Die Entwicklung in den österreichischen Landeshauptstädten spiegele den aktuellen Trend im internationalen Städtetourismus wider: Die urbanen Destinationen verzeichneten schon über viele Jahre hin eine überaus dynamische Entwicklung. Die Zuwächse im Städtetourismus überträfen die Steigerungen im Erholungstourismus bei weitem und die Städte leisteten daher einen wesentlichen Beitrag zur landesweiten Tourismusentwicklung.
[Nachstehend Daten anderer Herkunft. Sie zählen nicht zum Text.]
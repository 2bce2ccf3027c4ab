//! Pipeline assembly and lifecycle.
//!
//! ```text
//! ConfigDocument ──► PipelineAssembler ──► Pipeline ──► LifecycleBinder ──► BoundPipeline
//!                          │                                                   │
//!                   ComponentRegistry                               shutdown() / Drop
//!                                                                   install_global()
//! ```
//!
//! The [`PipelineAssembler`] turns a document into a tracer provider with its
//! processors attached in declaration order. The [`LifecycleBinder`] wraps the
//! result so that it is flushed and shut down exactly once, within a bounded
//! wait. Nothing here touches process-wide state unless the caller asks for it
//! through [`BoundPipeline::install_global`].

mod assembler;
mod lifecycle;

pub use assembler::{Pipeline, PipelineAssembler, ProcessorSummary};
pub use lifecycle::{BoundPipeline, LifecycleBinder, ShutdownHandle};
Die ersten Vergleichszahlen aus europäischen Städten über die Tourismusentwicklung im Jahr 2012 zeigten, dass die Nächtigungen aus den internationalen Herkunftsmärkten deutlich stärker gestiegen sind als jene aus den jeweiligen Inlandsmärkten. Europäischer Spitzenreiter bei den internationalen Nächtigungen ist nach wie vor London mit knapp 37 Millionen vor Paris mit rund 23,5 und Rom mit 16,2 Millionen internationalen Nächtigungen. Im absoluten Spitzenfeld befindet sich auch Wien (Greater Vienna) mit rund 9,8 Millionen. Dabei ist bemerkenswert, dass Wien bei den internationalen Nächtigungen vor Berlin liegt. Das sind auch die beiden Städte mit dem stärksten Wachstum im Sample (+ 11,2 Prozent Berlin; +7,2 Prozent Wien).

Prognose

Die USA, Großbritannien und Deutschland seien für die europäischen Städte nach wie vor die größten Herkunftsmärkte. Diese Märkte konnten auch im Jahr 2012 wiederum zulegen. Japan zeige nach einem leichten Rückgang im Jahr 2011 wiederum einen deutlichen Zuwachs im zweistelligen Bereich.
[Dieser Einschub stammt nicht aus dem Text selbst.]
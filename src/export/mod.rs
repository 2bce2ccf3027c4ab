//! Span exporters the interpreter can instantiate.
//!
//! Every exporter a configuration can ask for is a variant of
//! [`ConfiguredExporter`], a closed enum that implements the SDK's
//! `SpanExporter` trait by delegation. Keeping the set closed means a
//! processor always wraps a concrete, known exporter; there is no dynamic
//! lookup after assembly.
//!
//! ```text
//! console ─┐
//!          ├─ JsonLinesSpanExporter ─ SpanFormatter ─ LineSink (stdout | FileWriter)
//! file ────┘
//! otlp ────── OtlpHttpExporter ─ opentelemetry_otlp::SpanExporter (http/protobuf | http/json)
//! ```
//!
//! # Modules
//!
//! - [`formatter`]: OTLP JSON span serialization
//! - [`json_lines`]: exporter writing one JSON document per batch
//! - [`sink`]: line-oriented output targets
//! - [`file_writer`]: size-rotated file sink
//! - [`otlp`]: OTLP/HTTP exporter construction

pub mod file_writer;
pub mod formatter;
pub mod json_lines;
pub mod otlp;
pub mod sink;

pub use file_writer::FileWriter;
pub use json_lines::JsonLinesSpanExporter;
pub use otlp::OtlpHttpExporter;
pub use sink::{stdout_factory, ConsoleSinkFactory, LineSink, StdoutSink};

use futures_util::future::BoxFuture;
use opentelemetry_sdk::export::trace::{ExportResult, SpanData, SpanExporter};
use opentelemetry_sdk::Resource;

/// A fully constructed exporter of one of the supported types.
#[derive(Debug)]
pub enum ConfiguredExporter {
    /// `console` or `file`.
    JsonLines(JsonLinesSpanExporter),
    /// `otlp`.
    Otlp(OtlpHttpExporter),
}

impl SpanExporter for ConfiguredExporter {
    fn export(&mut self, batch: Vec<SpanData>) -> BoxFuture<'static, ExportResult> {
        match self {
            Self::JsonLines(exporter) => exporter.export(batch),
            Self::Otlp(exporter) => exporter.export(batch),
        }
    }

    fn shutdown(&mut self) {
        match self {
            Self::JsonLines(exporter) => exporter.shutdown(),
            Self::Otlp(exporter) => exporter.shutdown(),
        }
    }

    fn force_flush(&mut self) -> BoxFuture<'static, ExportResult> {
        match self {
            Self::JsonLines(exporter) => exporter.force_flush(),
            Self::Otlp(exporter) => exporter.force_flush(),
        }
    }

    fn set_resource(&mut self, resource: &Resource) {
        match self {
            Self::JsonLines(exporter) => exporter.set_resource(resource),
            Self::Otlp(exporter) => exporter.set_resource(resource),
        }
    }
}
Allerdings habe der russische Markt Japan in der Zwischenzeit überholt und auch China befinde sich nach wie vor in dynamischer Aufwärtsentwicklung; +18,1 Prozent am russischen bzw. +20,7 Prozent am chinesischen Markt sprächen hier eine deutliche Sprache. Auf dem spanischen und italienischen Herkunftsmarkt zeigten sich die wirtschaftlichen Probleme allerdings auch deutlich im Reiseverhalten. Durch die breite Streuung der Herkunftsmärkte in den Städten konnte die positive Gesamtbilanz dadurch aber nicht wirklich beeinträchtigt werden.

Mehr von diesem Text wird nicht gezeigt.